Со страной, вчерашней, сегодняшней, – того горше и сложней. Ненависть к мертвенной имперской несвободе в стиле вамп – она в порядке вещей: «Нет, уж лучше эти, с модерном и постмодерном, / С их болотным светом, гнилушечным и неверным… И хотя из попранья норм и забвенья правил / Вырастает все, что я им противопоставил, / И за ночью забвенья норм и попранья прав / Настает рассвет, который всегда кровав… Но… уж лучше все эти Поплавские, Сологубы, / Асфодели, желтофиоли, доски судьбы – / Чем железные ваши когорты, медные трубы, / Золотые кокарды и цинковые гробы».
И однако с какою нежностью вспоминаются «сумерки империи» (в одноименном стихотворении и в полной давнего мальчишеского счастья «Балладе об Индире Ганди»). На минуту поверим объяснениям человека паузы, «зазора, промежутка», чей «вечный возраст – возраст переходный»: «Я вообще люблю, когда кончается / Что-нибудь. И можно не спеша / Разойтись, покуда размягчается / Временно свободная душа». Но это элегическое пиано сменяется могильным аккордом, предвещающим за «паузой» – небытие:
Я пока вижу посткоммунистическую Россию по-другому: без повреждений, несовместимых с жизнью, и в объятиях утра не серого, а свежего, хоть и холодного. Но, может статься, Божий карандаш обвел в загадочной картинке настоящего то, чего я не различаю? Стихи-то лезут в душу… Предпочитаю думать, что романтическая муза всегда ищет утешений в прошлом (которого порой даже не помнит: стихи о «тоталитарном лете» навеяны больше «Утомленными солнцем» Н. Михалкова, чем исторической памятью[13]
), между тем как текущая жизнь служит рамой для неудовлетворенности миропорядком.Повторю: романтизм этот прошел изрядную «земную» выучку и тем не банален. «Я хитрец, я пуганый ясный финист, спутник-шпион, / Хладнокожий гад из породы змеев, / Бесконечно-длинный ползуче-гибкий гиперпеон, / Что открыл в тюрьме Даниил Андреев… Я текуч, как ртуть, но живуч, как Русь, и упрям, как Жмудь: / Непростой продукт несвоей эпохи». Новый «лирический герой» народился: помесь Швейка с д’Артаньяном!

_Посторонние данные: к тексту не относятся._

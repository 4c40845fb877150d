//! End-to-end capture pipeline: URL → fetch → extract → `documentation.json`.

use std::path::PathBuf;
use std::time::{Duration, Instant};

use tracing::{info, instrument};
use url::Url;

use navtree_extractor::{Diagnostics, Extractor};
use navtree_fetcher::PageFetcher;
use navtree_shared::{AppConfig, Documentation, MalformedItemPolicy, NavSelectors, Result};

use crate::writer;

/// Configuration for one capture run.
#[derive(Debug, Clone)]
pub struct CaptureConfig {
    /// Page to capture; also recorded as the tree's source URL.
    pub url: Url,
    /// Output JSON file.
    pub output: PathBuf,
    /// Structural selectors for the navigation markup.
    pub selectors: NavSelectors,
    /// Policy for links missing their label.
    pub malformed: MalformedItemPolicy,
}

impl CaptureConfig {
    /// Merge the loaded app config with the resolved URL and output path.
    pub fn from_app(config: &AppConfig, url: Url, output: PathBuf) -> Self {
        Self {
            url,
            output,
            selectors: config.selectors.clone(),
            malformed: config.extract.malformed_item,
        }
    }
}

/// Result of a capture run.
#[derive(Debug)]
pub struct CaptureResult {
    /// The extracted tree, as written.
    pub documentation: Documentation,
    /// Conditions recorded during extraction.
    pub diagnostics: Diagnostics,
    /// Where the tree was written.
    pub output: PathBuf,
    /// Fetcher that produced the HTML (`"file"` for offline input).
    pub fetcher: String,
    /// Total elapsed time.
    pub elapsed: Duration,
}

/// Progress callback for reporting pipeline status.
pub trait ProgressReporter: Send + Sync {
    /// Called when entering a new phase.
    fn phase(&self, name: &str);
    /// Called when the pipeline completes.
    fn done(&self, result: &CaptureResult);
}

/// No-op progress reporter for headless/test usage.
pub struct SilentProgress;

impl ProgressReporter for SilentProgress {
    fn phase(&self, _name: &str) {}
    fn done(&self, _result: &CaptureResult) {}
}

/// Fetch the page, extract its navigation tree, and write it out.
///
/// Nothing is written unless every step succeeds.
#[instrument(skip_all, fields(url = %config.url, fetcher = fetcher.name()))]
pub async fn capture<F: PageFetcher>(
    config: &CaptureConfig,
    fetcher: &F,
    progress: &dyn ProgressReporter,
) -> Result<CaptureResult> {
    let start = Instant::now();
    // Compile selectors before launching anything, so bad config fails fast.
    let extractor = Extractor::new(&config.selectors, config.malformed)?;

    progress.phase("Fetching page");
    info!("fetching page");
    let html = fetcher.fetch(&config.url).await?;

    finish(config, &extractor, &html, fetcher.name(), start, progress)
}

/// Extract and write from HTML already on hand (e.g. a saved page).
#[instrument(skip_all, fields(url = %config.url, html_len = html.len()))]
pub fn capture_html(
    config: &CaptureConfig,
    html: &str,
    progress: &dyn ProgressReporter,
) -> Result<CaptureResult> {
    let start = Instant::now();
    let extractor = Extractor::new(&config.selectors, config.malformed)?;
    finish(config, &extractor, html, "file", start, progress)
}

fn finish(
    config: &CaptureConfig,
    extractor: &Extractor,
    html: &str,
    fetcher: &str,
    start: Instant,
    progress: &dyn ProgressReporter,
) -> Result<CaptureResult> {
    progress.phase("Extracting navigation");
    let extraction = extractor.extract(config.url.as_str(), html)?;

    progress.phase("Writing output");
    writer::write_documentation(&config.output, &extraction.documentation)?;

    let result = CaptureResult {
        documentation: extraction.documentation,
        diagnostics: extraction.diagnostics,
        output: config.output.clone(),
        fetcher: fetcher.to_string(),
        elapsed: start.elapsed(),
    };

    info!(
        sections = result.documentation.section_count(),
        nodes = result.documentation.node_count(),
        diagnostics = result.diagnostics.len(),
        output = %result.output.display(),
        elapsed_ms = result.elapsed.as_millis(),
        "documentation saved"
    );
    progress.done(&result);

    Ok(result)
}

#[cfg(test)]
mod tests {
    use super::*;
    use navtree_extractor::DiagnosticKind;
    use navtree_fetcher::HttpFetcher;
    use navtree_shared::{FetchConfig, NavTreeError};

    fn temp_dir(label: &str) -> PathBuf {
        let dir = std::env::temp_dir().join(format!(
            "navtree-pipeline-{label}-{}",
            std::process::id()
        ));
        let _ = std::fs::remove_dir_all(&dir);
        std::fs::create_dir_all(&dir).unwrap();
        dir
    }

    fn load_fixture(name: &str) -> String {
        let path = format!("../../../fixtures/html/{name}");
        std::fs::read_to_string(&path).unwrap_or_else(|_| panic!("missing fixture: {path}"))
    }

    fn config_for(url: Url, output: PathBuf) -> CaptureConfig {
        CaptureConfig::from_app(&AppConfig::default(), url, output)
    }

    fn http_fetcher() -> HttpFetcher {
        HttpFetcher::new(&FetchConfig::default()).unwrap()
    }

    #[tokio::test]
    async fn capture_writes_extracted_tree() {
        let server = wiremock::MockServer::start().await;
        wiremock::Mock::given(wiremock::matchers::method("GET"))
            .and(wiremock::matchers::path("/lambda/latest/dg/welcome.html"))
            .respond_with(
                wiremock::ResponseTemplate::new(200)
                    .set_body_string(load_fixture("aws-lambda-nav.html")),
            )
            .mount(&server)
            .await;

        let dir = temp_dir("capture");
        let output = dir.join("documentation.json");
        let url = Url::parse(&format!("{}/lambda/latest/dg/welcome.html", server.uri())).unwrap();
        let config = config_for(url.clone(), output.clone());

        let result = capture(&config, &http_fetcher(), &SilentProgress).await.unwrap();

        assert_eq!(result.fetcher, "http");
        assert_eq!(result.documentation.section_count(), 5);
        assert_eq!(result.documentation.source_url, url.as_str());

        let written = writer::read_documentation(&output).unwrap();
        assert!(written.same_shape(&result.documentation));
        assert_eq!(written.sections[2].children[0].children[0].name, "Memory");

        let _ = std::fs::remove_dir_all(&dir);
    }

    #[tokio::test]
    async fn failed_fetch_writes_nothing() {
        let server = wiremock::MockServer::start().await;
        wiremock::Mock::given(wiremock::matchers::method("GET"))
            .respond_with(wiremock::ResponseTemplate::new(503))
            .mount(&server)
            .await;

        let dir = temp_dir("failed");
        let output = dir.join("documentation.json");
        let config = config_for(Url::parse(&server.uri()).unwrap(), output.clone());

        let err = capture(&config, &http_fetcher(), &SilentProgress).await.unwrap_err();

        assert!(matches!(err, NavTreeError::Network(_)));
        assert!(!output.exists());

        let _ = std::fs::remove_dir_all(&dir);
    }

    #[tokio::test]
    async fn malformed_item_under_fail_policy_writes_nothing() {
        let server = wiremock::MockServer::start().await;
        let page = r#"<ul class="awsui_list_l0dv0_n545v_224 awsui_list-variant-root_l0dv0_n545v_245">
            <li class="awsui_list-item_l0dv0_n545v_260"><a class="awsui_link_x" href="orphan.html">Orphan</a></li>
        </ul>"#;
        wiremock::Mock::given(wiremock::matchers::method("GET"))
            .respond_with(wiremock::ResponseTemplate::new(200).set_body_string(page))
            .mount(&server)
            .await;

        let dir = temp_dir("malformed");
        let output = dir.join("documentation.json");
        let mut config = config_for(Url::parse(&server.uri()).unwrap(), output.clone());
        config.malformed = MalformedItemPolicy::Fail;

        let err = capture(&config, &http_fetcher(), &SilentProgress).await.unwrap_err();

        assert!(matches!(err, NavTreeError::MalformedItem { .. }));
        assert!(!output.exists());

        let _ = std::fs::remove_dir_all(&dir);
    }

    #[test]
    fn capture_html_without_navigation_writes_empty_tree() {
        let dir = temp_dir("empty");
        let output = dir.join("documentation.json");
        let url = Url::parse("https://docs.example.com/guide/").unwrap();
        let config = config_for(url, output.clone());

        let result = capture_html(
            &config,
            "<html><body><p>No sidebar here.</p></body></html>",
            &SilentProgress,
        )
        .unwrap();

        assert_eq!(result.fetcher, "file");
        assert!(result.documentation.sections.is_empty());
        assert!(result.diagnostics.has(DiagnosticKind::NoItemsFound));

        let written = writer::read_documentation(&output).unwrap();
        assert!(written.sections.is_empty());
        assert_eq!(written.source_url, "https://docs.example.com/guide/");

        let _ = std::fs::remove_dir_all(&dir);
    }

    #[test]
    fn invalid_selectors_fail_before_writing() {
        let dir = temp_dir("selectors");
        let output = dir.join("documentation.json");
        let mut config = config_for(Url::parse("https://docs.example.com/").unwrap(), output.clone());
        config.selectors.root_list_classes.clear();

        let err = capture_html(&config, "<html></html>", &SilentProgress).unwrap_err();

        assert!(matches!(err, NavTreeError::Config { .. }));
        assert!(!output.exists());

        let _ = std::fs::remove_dir_all(&dir);
    }
}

Уживаются эти двое совсем не просто. У одного «изгибчатый скелет, уступчивая шея» – прямая осанка у другого. Один не стыдясь восклицает: «Какая дрянь любой живой, / Когда он хочет жить!» – и упивается «Живого перед неживым / Позорной правотой» – другой заявляет дуэльное бесстрашие: «Превысь предел, спасись от ливня в море, / От вшей – в окопе. Гонят за Можай – / В Норильск езжай. В мучении, в позоре, / В безумии – во всем опережай» («Одиннадцатая заповедь», подражание знаменитому «If» Киплинга). Один (солдат-пацифист) тащит в дом, другой (бретер-мушкетер) – из дому; один любит постоянство малых жизненных забот и затей, другой – более всего страшится повтора, «диктатуры круга» (символы бесцельности, то и дело отсылающие к поэме Чухонцева «Однофамилец»), один доверяет лишь ценности своего преходящего существования, другой разводит руками: «Нет ничего, что бы стало дороже / Жизни, – а с этим-то как проживешь?»
«Притяженье бездны и дома вечно рвет меня пополам», – сказано (в старой книжке) избыточно красиво. Но это живое противоречие, и оно снимает налет декларативности с риторических (совсем не в худшем смысле) стихов, коих у Быкова большинство.